Suicide - My Statistical Anomaly?
Wednesday, August 30, 2017
“En cualquier momento el tiempo me suicida”,
Jorge Luís Borges.
“At any moment time
will suicide me.”
Much was written in the 60s on how increasing leisure
time was going to modify our lives. They could not have predicted that an
evil man, Steve Jobs, would have thought of something that would waste
our time and relieve the pressure on what to do with all that surplus time in the form of the iPhone.
As an obsolete-redundant & retired old man I have
plenty of that leisure time and particularly at night when I turn off the
lights. Last night I was thinking that I knew 10 people who committed suicide.

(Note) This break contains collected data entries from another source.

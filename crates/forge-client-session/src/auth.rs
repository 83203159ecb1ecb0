//! Authentication session: login, register, logout, startup restore.

use std::sync::{Arc, RwLock};

use forge_client_core::{AgentApi, ApiError, TokenStore, TokenStoreError, User};

/// Auth operation failure, carrying the most specific message available.
#[derive(Debug, thiserror::Error)]
pub enum AuthError {
    #[error(transparent)]
    Api(#[from] ApiError),
    #[error(transparent)]
    TokenStore(#[from] TokenStoreError),
}

/// Holds the current-user identity, derived solely from token validity.
///
/// Identity is present if and only if the last identity fetch with the
/// current credential succeeded.
pub struct AuthManager<A: AgentApi + ?Sized> {
    api: Arc<A>,
    tokens: Arc<dyn TokenStore>,
    user: RwLock<Option<User>>,
}

impl<A: AgentApi + ?Sized> AuthManager<A> {
    #[must_use]
    pub fn new(api: Arc<A>, tokens: Arc<dyn TokenStore>) -> Self {
        Self {
            api,
            tokens,
            user: RwLock::new(None),
        }
    }

    /// Currently authenticated user, if any.
    #[must_use]
    pub fn current(&self) -> Option<User> {
        self.user.read().unwrap().clone()
    }

    #[must_use]
    pub fn is_authenticated(&self) -> bool {
        self.user.read().unwrap().is_some()
    }

    /// Log in and establish a session.
    ///
    /// Stores the returned credential, then fetches the identity behind
    /// it; succeeds only if both steps do. A rejected login leaves the
    /// token store untouched.
    ///
    /// # Errors
    /// Returns the login or identity-fetch failure.
    pub async fn login(&self, email: &str, password: &str) -> Result<User, AuthError> {
        let token = self.api.login(email, password).await?;
        self.tokens.set(Some(token.access_token)).await?;

        match self.api.current_user().await {
            Ok(user) => {
                *self.user.write().unwrap() = Some(user.clone());
                Ok(user)
            }
            Err(e) => {
                *self.user.write().unwrap() = None;
                Err(e.into())
            }
        }
    }

    /// Register a new account, then log in with the same credentials.
    ///
    /// Registration itself does not establish a session.
    ///
    /// # Errors
    /// Returns the registration or login failure.
    pub async fn register(&self, email: &str, password: &str) -> Result<User, AuthError> {
        self.api.register(email, password).await?;
        self.login(email, password).await
    }

    /// Clear identity and credential. No network effect.
    ///
    /// # Errors
    /// Returns an error if the persisted credential cannot be removed.
    pub async fn logout(&self) -> Result<(), TokenStoreError> {
        *self.user.write().unwrap() = None;
        self.tokens.set(None).await
    }

    /// Restore a session from a persisted credential at startup.
    ///
    /// Fetches the identity once; on failure the credential is
    /// discarded and identity stays absent, with no retry.
    ///
    /// # Errors
    /// Returns an error only if discarding a stale credential fails;
    /// a failed identity fetch itself is downgraded to `None`.
    pub async fn restore(&self) -> Result<Option<User>, TokenStoreError> {
        if self.tokens.current().await.is_none() {
            return Ok(None);
        }
        match self.api.current_user().await {
            Ok(user) => {
                *self.user.write().unwrap() = Some(user.clone());
                Ok(Some(user))
            }
            Err(e) => {
                tracing::debug!("persisted credential rejected: {e}");
                self.tokens.set(None).await?;
                Ok(None)
            }
        }
    }
}

#[cfg(test)]
mod tests {
    use std::sync::Mutex;

    use async_trait::async_trait;
    use chrono::Utc;
    use forge_client_core::{
        ExecuteResponse, ExecutionRequest, SessionId, SessionSummary, Token, UpdateStream,
    };

    use crate::storage::MemoryTokenStore;

    use super::*;

    fn sample_user(email: &str) -> User {
        User {
            id: 1,
            email: email.to_string(),
            is_active: true,
            is_superuser: false,
            created_at: Utc::now(),
            updated_at: Utc::now(),
        }
    }

    /// Auth-only fake: accepts one known email/password pair.
    struct FakeAuthApi {
        email: String,
        password: String,
        registered: Mutex<bool>,
        reject_me: Mutex<bool>,
    }

    impl FakeAuthApi {
        fn new(email: &str, password: &str) -> Self {
            Self {
                email: email.to_string(),
                password: password.to_string(),
                registered: Mutex::new(true),
                reject_me: Mutex::new(false),
            }
        }

        fn unregistered(email: &str, password: &str) -> Self {
            let api = Self::new(email, password);
            *api.registered.lock().unwrap() = false;
            api
        }
    }

    #[async_trait]
    impl AgentApi for FakeAuthApi {
        async fn login(&self, email: &str, password: &str) -> Result<Token, ApiError> {
            let known = *self.registered.lock().unwrap();
            if known && email == self.email && password == self.password {
                Ok(Token {
                    access_token: "tok-123".to_string(),
                    token_type: "bearer".to_string(),
                })
            } else {
                Err(ApiError::Status {
                    status: 401,
                    message: "invalid credentials".to_string(),
                })
            }
        }

        async fn register(&self, email: &str, password: &str) -> Result<(), ApiError> {
            if email == self.email && password == self.password {
                *self.registered.lock().unwrap() = true;
                Ok(())
            } else {
                Err(ApiError::Status {
                    status: 400,
                    message: "registration failed".to_string(),
                })
            }
        }

        async fn current_user(&self) -> Result<User, ApiError> {
            if *self.reject_me.lock().unwrap() {
                return Err(ApiError::Status {
                    status: 401,
                    message: "could not validate credentials".to_string(),
                });
            }
            Ok(sample_user(&self.email))
        }

        async fn list_sessions(
            &self,
            _skip: usize,
            _limit: usize,
        ) -> Result<Vec<SessionSummary>, ApiError> {
            Ok(Vec::new())
        }

        async fn execute_agent(
            &self,
            _request: &ExecutionRequest,
        ) -> Result<ExecuteResponse, ApiError> {
            unimplemented!("not exercised")
        }

        async fn open_execution_stream(
            &self,
            _session_id: SessionId,
        ) -> Result<UpdateStream, ApiError> {
            unimplemented!("not exercised")
        }
    }

    fn manager(api: FakeAuthApi) -> (AuthManager<FakeAuthApi>, Arc<MemoryTokenStore>) {
        let tokens = Arc::new(MemoryTokenStore::new());
        let manager = AuthManager::new(Arc::new(api), Arc::clone(&tokens) as Arc<dyn TokenStore>);
        (manager, tokens)
    }

    #[tokio::test]
    async fn test_login_stores_token_and_identity() {
        let (auth, tokens) = manager(FakeAuthApi::new("a@b.com", "pw"));

        let user = auth.login("a@b.com", "pw").await.unwrap();
        assert_eq!(user.email, "a@b.com");
        assert!(auth.is_authenticated());
        assert_eq!(tokens.current().await.as_deref(), Some("tok-123"));
    }

    #[tokio::test]
    async fn test_failed_login_leaves_store_untouched() {
        let (auth, tokens) = manager(FakeAuthApi::new("a@b.com", "pw"));

        let err = auth.login("a@b.com", "wrong").await.unwrap_err();
        assert_eq!(err.to_string(), "invalid credentials");
        assert!(auth.current().is_none());
        assert!(tokens.current().await.is_none());
    }

    #[tokio::test]
    async fn test_identity_fetch_failure_fails_login() {
        let api = FakeAuthApi::new("a@b.com", "pw");
        *api.reject_me.lock().unwrap() = true;
        let (auth, _tokens) = manager(api);

        assert!(auth.login("a@b.com", "pw").await.is_err());
        assert!(auth.current().is_none());
    }

    #[tokio::test]
    async fn test_register_then_auto_login_matches_direct_login() {
        let (auth, tokens) = manager(FakeAuthApi::unregistered("a@b.com", "pw"));

        let user = auth.register("a@b.com", "pw").await.unwrap();
        assert_eq!(user.email, "a@b.com");
        assert!(auth.is_authenticated());
        assert_eq!(tokens.current().await.as_deref(), Some("tok-123"));
    }

    #[tokio::test]
    async fn test_logout_clears_identity_and_credential() {
        let (auth, tokens) = manager(FakeAuthApi::new("a@b.com", "pw"));
        auth.login("a@b.com", "pw").await.unwrap();

        auth.logout().await.unwrap();
        assert!(auth.current().is_none());
        assert!(tokens.current().await.is_none());
    }

    #[tokio::test]
    async fn test_restore_with_valid_token() {
        let (auth, tokens) = manager(FakeAuthApi::new("a@b.com", "pw"));
        tokens.set(Some("tok-123".to_string())).await.unwrap();

        let user = auth.restore().await.unwrap();
        assert_eq!(user.unwrap().email, "a@b.com");
        assert!(auth.is_authenticated());
    }

    #[tokio::test]
    async fn test_restore_discards_rejected_token() {
        let api = FakeAuthApi::new("a@b.com", "pw");
        *api.reject_me.lock().unwrap() = true;
        let (auth, tokens) = manager(api);
        tokens.set(Some("stale".to_string())).await.unwrap();

        assert!(auth.restore().await.unwrap().is_none());
        assert!(auth.current().is_none());
        assert!(tokens.current().await.is_none());
    }

    #[tokio::test]
    async fn test_restore_without_token_is_noop() {
        let (auth, _tokens) = manager(FakeAuthApi::new("a@b.com", "pw"));
        assert!(auth.restore().await.unwrap().is_none());
        assert!(!auth.is_authenticated());
    }
}
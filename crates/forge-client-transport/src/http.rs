//! reqwest-based implementation of the `AgentApi` trait.

use std::sync::Arc;

use async_trait::async_trait;
use reqwest::StatusCode;
use serde::Serialize;
use serde::de::DeserializeOwned;

use forge_client_core::{
    AgentApi, ApiError, ExecuteResponse, ExecutionRequest, SessionId, SessionSummary, Token,
    TokenStore, UpdateStream, User,
};

use crate::config::ClientConfig;
use crate::sse;

/// Authenticated JSON client for the agent backend.
///
/// Attaches `Authorization: Bearer <token>` whenever the token store
/// holds a credential. Every failure is returned as an `ApiError`;
/// nothing is raised past this boundary.
pub struct ApiClient {
    http: reqwest::Client,
    config: ClientConfig,
    tokens: Arc<dyn TokenStore>,
}

#[derive(Serialize)]
struct Credentials<'a> {
    email: &'a str,
    password: &'a str,
}

impl ApiClient {
    #[must_use]
    pub fn new(config: ClientConfig, tokens: Arc<dyn TokenStore>) -> Self {
        Self {
            http: reqwest::Client::new(),
            config,
            tokens,
        }
    }

    fn url(&self, path: &str) -> String {
        format!("{}{path}", self.config.base_url)
    }

    async fn authorize(&self, builder: reqwest::RequestBuilder) -> reqwest::RequestBuilder {
        match self.tokens.current().await {
            Some(token) => builder.bearer_auth(token),
            None => builder,
        }
    }

    async fn get<T: DeserializeOwned>(&self, path: &str) -> Result<T, ApiError> {
        let builder = self.http.get(self.url(path));
        self.dispatch(builder).await
    }

    async fn post<T, B>(&self, path: &str, body: &B) -> Result<T, ApiError>
    where
        T: DeserializeOwned,
        B: Serialize + Sync,
    {
        let builder = self.http.post(self.url(path)).json(body);
        self.dispatch(builder).await
    }

    async fn dispatch<T: DeserializeOwned>(
        &self,
        builder: reqwest::RequestBuilder,
    ) -> Result<T, ApiError> {
        let builder = self.authorize(builder).await;
        let response = builder
            .send()
            .await
            .map_err(|e| ApiError::Network(e.to_string()))?;

        let status = response.status();
        if !status.is_success() {
            let body = response.text().await.unwrap_or_default();
            return Err(ApiError::Status {
                status: status.as_u16(),
                message: error_message(status, &body),
            });
        }

        response
            .json::<T>()
            .await
            .map_err(|e| ApiError::Decode(e.to_string()))
    }
}

/// Extract a human-readable message from an error response body.
///
/// FastAPI backends report errors as `{"detail": "..."}`.
pub(crate) fn error_message(status: StatusCode, body: &str) -> String {
    if let Ok(value) = serde_json::from_str::<serde_json::Value>(body) {
        if let Some(detail) = value.get("detail").and_then(|d| d.as_str()) {
            return detail.to_string();
        }
    }
    let trimmed = body.trim();
    if trimmed.is_empty() {
        format!("HTTP error {status}")
    } else {
        trimmed.to_string()
    }
}

#[async_trait]
impl AgentApi for ApiClient {
    async fn login(&self, email: &str, password: &str) -> Result<Token, ApiError> {
        self.post("/api/auth/login", &Credentials { email, password })
            .await
    }

    async fn register(&self, email: &str, password: &str) -> Result<(), ApiError> {
        let _: serde_json::Value = self
            .post("/api/auth/register", &Credentials { email, password })
            .await?;
        Ok(())
    }

    async fn current_user(&self) -> Result<User, ApiError> {
        self.get("/api/auth/me").await
    }

    async fn list_sessions(
        &self,
        skip: usize,
        limit: usize,
    ) -> Result<Vec<SessionSummary>, ApiError> {
        self.get(&format!("/api/agents/sessions?skip={skip}&limit={limit}"))
            .await
    }

    async fn execute_agent(
        &self,
        request: &ExecutionRequest,
    ) -> Result<ExecuteResponse, ApiError> {
        self.post("/api/agents/execute", request).await
    }

    async fn open_execution_stream(
        &self,
        session_id: SessionId,
    ) -> Result<UpdateStream, ApiError> {
        let url = self.url(&format!("/api/agents/execute/{session_id}/stream"));
        sse::open(self.http.clone(), url, self.tokens.current().await).await
    }
}
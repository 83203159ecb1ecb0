//! HTTP and SSE transport for the AgentForge backend.
//!
//! Provides:
//! - `ClientConfig` - Base URL configuration
//! - `ApiClient` - reqwest-based implementation of `AgentApi`

pub mod config;
pub mod http;
mod sse;

pub use config::ClientConfig;
pub use http::ApiClient;
//! File-backed credential storage.
//!
//! Persists the bearer token as a single file under the user config
//! directory so a session survives process restarts.

use std::io::ErrorKind;
use std::path::{Path, PathBuf};
use std::sync::RwLock;

use async_trait::async_trait;
use forge_client_core::{TokenStore, TokenStoreError};

const APP_DIR: &str = "agentforge";
const TOKEN_FILE: &str = "access_token";

/// Token store persisted at `<config dir>/agentforge/access_token`.
///
/// The constructor loads any persisted credential, so it is available
/// before the first authenticated call is made.
pub struct FileTokenStore {
    path: PathBuf,
    cached: RwLock<Option<String>>,
}

impl FileTokenStore {
    /// Open the store at the default location.
    ///
    /// # Errors
    /// Returns an error if no config directory exists or the persisted
    /// file cannot be read.
    pub fn new() -> Result<Self, TokenStoreError> {
        let dir = dirs::config_dir().ok_or(TokenStoreError::NoConfigDir)?;
        Self::at_path(dir.join(APP_DIR).join(TOKEN_FILE))
    }

    /// Open the store at an explicit path.
    ///
    /// # Errors
    /// Returns an error if an existing file cannot be read.
    pub fn at_path(path: PathBuf) -> Result<Self, TokenStoreError> {
        let cached = match std::fs::read_to_string(&path) {
            Ok(contents) => {
                let token = contents.trim();
                if token.is_empty() {
                    None
                } else {
                    Some(token.to_string())
                }
            }
            Err(e) if e.kind() == ErrorKind::NotFound => None,
            Err(e) => return Err(e.into()),
        };
        Ok(Self {
            path,
            cached: RwLock::new(cached),
        })
    }

    /// Location of the persisted credential.
    #[must_use]
    pub fn path(&self) -> &Path {
        &self.path
    }
}

#[async_trait]
impl TokenStore for FileTokenStore {
    async fn current(&self) -> Option<String> {
        self.cached.read().unwrap().clone()
    }

    async fn set(&self, token: Option<String>) -> Result<(), TokenStoreError> {
        match &token {
            Some(value) => {
                if let Some(parent) = self.path.parent() {
                    tokio::fs::create_dir_all(parent).await?;
                }
                tokio::fs::write(&self.path, value).await?;
            }
            None => match tokio::fs::remove_file(&self.path).await {
                Ok(()) => {}
                Err(e) if e.kind() == ErrorKind::NotFound => {}
                Err(e) => return Err(e.into()),
            },
        }
        *self.cached.write().unwrap() = token;
        Ok(())
    }
}
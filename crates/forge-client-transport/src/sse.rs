//! Server-sent-event subscription handling.
//!
//! The backend streams `data: <json>\n\n` frames. A reader task parses
//! them into `AgentUpdate`s and feeds a channel; dropping the returned
//! stream stops the reader and closes the connection.

use futures::StreamExt;
use tokio::sync::mpsc;
use tokio_stream::wrappers::UnboundedReceiverStream;

use forge_client_core::{AgentUpdate, ApiError, StreamError, UpdateStream};

/// Open the subscription and spawn its reader task.
pub(crate) async fn open(
    http: reqwest::Client,
    url: String,
    token: Option<String>,
) -> Result<UpdateStream, ApiError> {
    let mut builder = http.get(&url);
    if let Some(token) = token {
        builder = builder.bearer_auth(token);
    }
    let response = builder
        .send()
        .await
        .map_err(|e| ApiError::Network(e.to_string()))?;

    let status = response.status();
    if !status.is_success() {
        let body = response.text().await.unwrap_or_default();
        return Err(ApiError::Status {
            status: status.as_u16(),
            message: crate::http::error_message(status, &body),
        });
    }

    let (tx, rx) = mpsc::unbounded_channel();
    tokio::spawn(read_loop(response, tx));
    Ok(UnboundedReceiverStream::new(rx).boxed())
}

async fn read_loop(
    response: reqwest::Response,
    tx: mpsc::UnboundedSender<Result<AgentUpdate, StreamError>>,
) {
    let mut chunks = response.bytes_stream();
    let mut buffer = FrameBuffer::default();

    while let Some(chunk) = chunks.next().await {
        let chunk = match chunk {
            Ok(chunk) => chunk,
            Err(e) => {
                let _ = tx.send(Err(StreamError::Connection(e.to_string())));
                return;
            }
        };

        for payload in buffer.push(&String::from_utf8_lossy(&chunk)) {
            match serde_json::from_str::<AgentUpdate>(&payload) {
                Ok(update) => {
                    if tx.send(Ok(update)).is_err() {
                        // Subscriber gone; closing the connection.
                        return;
                    }
                }
                Err(e) => {
                    tracing::debug!("malformed SSE payload: {e}");
                    let _ = tx.send(Err(StreamError::Payload(e.to_string())));
                    return;
                }
            }
        }
    }
}

/// Reassembles `data:` payloads from arbitrarily split byte chunks.
#[derive(Default)]
struct FrameBuffer {
    pending: String,
}

impl FrameBuffer {
    /// Feed a chunk, returning every complete data payload it closed.
    fn push(&mut self, chunk: &str) -> Vec<String> {
        self.pending.push_str(chunk);

        let mut payloads = Vec::new();
        while let Some(pos) = self.pending.find('\n') {
            let line: String = self.pending.drain(..=pos).collect();
            if let Some(payload) = data_payload(line.trim_end()) {
                payloads.push(payload.to_string());
            }
        }
        payloads
    }
}

/// Strip the `data:` field prefix; blank lines and `:` comments yield
/// nothing.
fn data_payload(line: &str) -> Option<&str> {
    if line.is_empty() || line.starts_with(':') {
        return None;
    }
    line.strip_prefix("data:").map(str::trim_start)
}

#[cfg(test)]
mod tests {
    use super::*;

    #[test]
    fn test_data_prefix_stripping() {
        assert_eq!(data_payload("data: {\"a\":1}"), Some("{\"a\":1}"));
        assert_eq!(data_payload("data:{\"a\":1}"), Some("{\"a\":1}"));
        assert_eq!(data_payload(""), None);
        assert_eq!(data_payload(": keepalive comment"), None);
        assert_eq!(data_payload("event: message"), None);
    }

    #[test]
    fn test_frame_reassembly_across_chunks() {
        let mut buffer = FrameBuffer::default();
        assert!(buffer.push("data: {\"type\":").is_empty());
        let payloads = buffer.push(" \"keepalive\"}\n\ndata: {\"x\":1}\n");
        assert_eq!(
            payloads,
            vec![r#"{"type": "keepalive"}"#.to_string(), r#"{"x":1}"#.to_string()]
        );
    }

    #[test]
    fn test_keepalive_payload_decodes() {
        let mut buffer = FrameBuffer::default();
        let payloads = buffer.push("data: {\"type\": \"keepalive\"}\n\n");
        let update: AgentUpdate = serde_json::from_str(&payloads[0]).unwrap();
        assert!(update.is_keepalive());
    }

    #[test]
    fn test_crlf_lines() {
        let mut buffer = FrameBuffer::default();
        let payloads = buffer.push("data: {\"type\": \"status\", \"status\": \"queued\"}\r\n\r\n");
        assert_eq!(payloads.len(), 1);
        let update: AgentUpdate = serde_json::from_str(&payloads[0]).unwrap();
        assert!(!update.is_keepalive());
    }
}
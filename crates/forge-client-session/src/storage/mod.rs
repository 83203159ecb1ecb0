//! Credential storage implementations.

pub mod file;
pub mod memory;

pub use file::FileTokenStore;
pub use memory::MemoryTokenStore;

If there is anything that I learned well at university was a course in
statistics. I look at everything statistically even though as humans we can
always find exceptions in those rules that defy all predictions. I photographed 9 of the 10 and two were married to the same woman.
Consider that I knew and photographed three people, who
did not know each other that died, in separate incidents run over. I wrote
about that here.
My Rosemary says I think about depressing stuff and yet I
cannot understand why the thoughts on those 10 people came to mind. The last
person on my list was J.J. Johnson the ultimate and consummate jazz trombonist.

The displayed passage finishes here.